Given data
= = =
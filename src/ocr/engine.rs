//! Boundary to the text recognition engine
//!
//! The pipeline only ever asks one question: "what text is printed in this
//! region of this image?". [`TextRecognizer`] captures that question so the
//! engine can be Tesseract in production and a scripted closure in tests.

use opencv::core::{Mat, Rect};
use opencv::prelude::*;

use crate::Result;

/// Page segmentation requested from the engine
#[derive(Debug, Clone, Copy, PartialEq, Eq)]
pub enum RecognitionMode {
    /// Single uniform block of text (Tesseract `--psm 6`)
    Block,
    /// Single block read with the neural-network engine (`--psm 6 --oem 1`)
    BlockLstm,
}

/// One recognition call: a region of an image and how to read it
#[derive(Debug, Clone, Copy)]
pub struct OcrRequest<'a> {
    /// BGR or single-channel image
    pub image: &'a Mat,
    /// Region to read, in `image` coordinates
    pub region: Rect,
    pub mode: RecognitionMode,
}

impl<'a> OcrRequest<'a> {
    pub fn new(image: &'a Mat, region: Rect, mode: RecognitionMode) -> Self {
        Self { image, region, mode }
    }

    /// Request covering the whole image
    pub fn whole(image: &'a Mat, mode: RecognitionMode) -> Self {
        let region = Rect::new(0, 0, image.cols(), image.rows());
        Self { image, region, mode }
    }
}

/// Recognizes the text printed in an image region
///
/// Implementations return the raw engine output, one text line per line.
/// An empty string means nothing readable was found.
pub trait TextRecognizer {
    fn recognize(&self, request: &OcrRequest<'_>) -> Result<String>;
}

impl<F> TextRecognizer for F
where
    F: Fn(&OcrRequest<'_>) -> Result<String>,
{
    fn recognize(&self, request: &OcrRequest<'_>) -> Result<String> {
        self(request)
    }
}

/// Recognizer for pipelines without OCR: every region reads as empty
#[derive(Debug, Clone, Copy, Default)]
pub struct NoText;

impl TextRecognizer for NoText {
    fn recognize(&self, _request: &OcrRequest<'_>) -> Result<String> {
        Ok(String::new())
    }
}

#[cfg(feature = "tesseract")]
pub use self::tesseract::TesseractRecognizer;

#[cfg(feature = "tesseract")]
mod tesseract {
    use std::sync::Mutex;

    use leptess::{LepTess, Variable};
    use opencv::{core::Vector, imgcodecs, prelude::*};
    use tracing::debug;

    use super::{OcrRequest, RecognitionMode, TextRecognizer};
    use crate::imaging;
    use crate::{ChartError, Result};

    /// Tesseract engine shared behind a lock
    ///
    /// The engine keeps its image and variables between calls, so one
    /// instance serves one recognition at a time.
    pub struct TesseractRecognizer {
        engine: Mutex<LepTess>,
    }

    impl TesseractRecognizer {
        /// Initialize Tesseract with `language` (for example `"eng"`) and
        /// an optional tessdata directory
        pub fn new(data_path: Option<&str>, language: &str) -> Result<Self> {
            let engine = LepTess::new(data_path, language)
                .map_err(|e| ChartError::ocr(format!("cannot initialize tesseract for '{language}'"), e))?;
            Ok(Self {
                engine: Mutex::new(engine),
            })
        }
    }

    impl TextRecognizer for TesseractRecognizer {
        fn recognize(&self, request: &OcrRequest<'_>) -> Result<String> {
            let crop = imaging::crop(request.image, request.region)?;
            let mut png = Vector::<u8>::new();
            imgcodecs::imencode(".png", &crop, &mut png, &Vector::new())
                .map_err(|e| ChartError::opencv("png encoding", e))?;

            let mut engine = self.engine.lock().map_err(|_| ChartError::OcrError {
                message: "tesseract engine lock poisoned".to_string(),
                source: None,
            })?;

            // the LSTM engine is the default of Tesseract 4+, only the
            // segmentation mode has to be set per call
            let psm = match request.mode {
                RecognitionMode::Block | RecognitionMode::BlockLstm => "6",
            };
            engine
                .set_variable(Variable::TesseditPagesegMode, psm)
                .map_err(|e| ChartError::ocr("cannot set page segmentation mode", e))?;
            engine
                .set_image_from_mem(png.as_slice())
                .map_err(|e| ChartError::ocr("cannot hand image to tesseract", e))?;
            let text = engine
                .get_utf8_text()
                .map_err(|e| ChartError::ocr("tesseract returned invalid text", e))?;

            debug!(region = ?request.region, text = %text.trim(), "ocr");
            Ok(text)
        }
    }
}

#[cfg(test)]
mod tests {
    use super::*;
    use opencv::core::{Scalar, CV_8UC3};

    #[test]
    fn test_closures_are_recognizers() {
        let image = Mat::new_rows_cols_with_default(40, 80, CV_8UC3, Scalar::all(255.0)).unwrap();
        let recognizer = |req: &OcrRequest<'_>| -> Result<String> {
            Ok(if req.region.y < 20 { "Use".into() } else { "Transport".into() })
        };

        let top = OcrRequest::new(&image, Rect::new(0, 0, 80, 20), RecognitionMode::Block);
        let bottom = OcrRequest::new(&image, Rect::new(0, 20, 80, 20), RecognitionMode::Block);
        assert_eq!(recognizer.recognize(&top).unwrap(), "Use");
        assert_eq!(recognizer.recognize(&bottom).unwrap(), "Transport");

        let dynamic: &dyn TextRecognizer = &recognizer;
        assert_eq!(dynamic.recognize(&top).unwrap(), "Use");
    }

    #[test]
    fn test_whole_request_covers_image() {
        let image = Mat::new_rows_cols_with_default(40, 80, CV_8UC3, Scalar::all(255.0)).unwrap();
        let request = OcrRequest::whole(&image, RecognitionMode::BlockLstm);
        assert_eq!(request.region, Rect::new(0, 0, 80, 40));
        assert!(NoText.recognize(&request).unwrap().is_empty());
    }
}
= = =
Activity
Above are the entries; copy out every line among them that contains the word "TesseractRecognizer".

Result below
pub use self::tesseract::TesseractRecognizer;
    pub struct TesseractRecognizer {
    impl TesseractRecognizer {
    impl TextRecognizer for TesseractRecognizer {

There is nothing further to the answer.